Armenia’s Ministry of Justice has drafted a package of constitutional laws under which it proposes the establishment of a specialized anti-corruption court consisting of at least 25 judges, five of whom will hear only cases related to the recently adopted law on the confiscation of property of illegal origin.
It is also proposed that a specialized anti-corruption court of appeal be established, involving at least 10 judges, and changes be made in the Court of Cassation where the Criminal Chamber will function with eight judges, and the Civil-Administrative Chamber with 13.
Deputy Minister of Justice Srbuhi Galian said the measures we enable Armenia to have a specialized court of a higher quality. “As the first link in this chain we are setting up an anti-corruption committee with investigators who will undergo an appropriate vetting process and who will also pass professional retraining. Also, there will be a subdivision in the prosecutor’s office and members of this subdivision will also be vetted to specialize in that field. We can say that this chain will be closed with the establishment of the court with specialized staff,” she said.
Human rights activist Artur Sakunts supports the idea, but he has concerns in terms of the implementation of the reform. In particular, he has questions about how the public will trust the judges of the specialized court if the whole judicial system has not been vetted.
“It is very important to assess the possible risks of conflict of interest in the criteria for the selection of judges in order to avoid them, because there should be people who have no connection with the criminal world or representatives of the criminal world, their relatives should not be involved in any kind of corruption phenomena, let alone crimes. These are risks that must be taken into account in the selection of judges,” Sakunts said.
The selection of judges will be carried out through an open competition, which will be open not only to incumbent judges, but also to non-judges.

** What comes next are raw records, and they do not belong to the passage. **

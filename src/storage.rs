use crate::{Digest, Header, Position, Result};

pub mod file;
pub mod memory;

/// Random-access slot store of `2^B` digests plus the ring header.
///
/// Positions are trusted: the ring only passes addresses produced by its [`Layout`](crate::Layout).
pub trait Storage: Send {
  /// The persisted header, or `None` for a medium that has never been initialized.
  fn header(&mut self) -> Result<Option<Header>>;

  /// Sizes the medium for `2^header.bits` zeroed slots and writes the header.
  fn initialize(&mut self, header: &Header) -> Result<()>;

  fn put_header(&mut self, header: &Header) -> Result<()>;

  fn get(&mut self, position: Position) -> Result<Digest>;

  fn put(&mut self, position: Position, digest: &Digest) -> Result<()>;

  /// An independent read handle, usable while other readers hold their own.
  fn reader(&self) -> Result<Box<dyn Reader>>;

  /// Flushes everything written so far to the medium.
  fn sync(&mut self) -> Result<()>;
}

pub trait Reader: Send {
  fn read(&mut self, position: Position) -> Result<Digest>;
}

Representatives of the three branches of power, a representative of the Ombudsman will be members of the tender council, seats will also be provided for the public sector. Candidates for judges will undergo a vetting process for their integrity that will be administered by the anti-corruption committee. A higher salary for judges of this specialized court is foreseen as compared to other judges. There will be certain limitations in regards to who can become a candidate for an anti-corruption court judge.
“We have tried to restrict as much as possible access to this court to those who have recently had disciplinary violations and will be held accountable on their bases. A judge will not have the opportunity to become a judge of the anti-corruption court if the Human Rights Court has recognized a violation by this judge in his or her judicial act,” Galian said.
About four months ago, simultaneously with the amendments to the Judicial Code, the appendix to the Criminal Code defined the list of corruption-related crimes cases on which should be tried by a specialized court. It is envisaged that this anti-corruption court will start functioning in the second half of 2021. It is not clear yet how the transition stage will be organized. “There will be some cases that will be transferred [to the anti-corruption court], others will not,” the deputy minister said.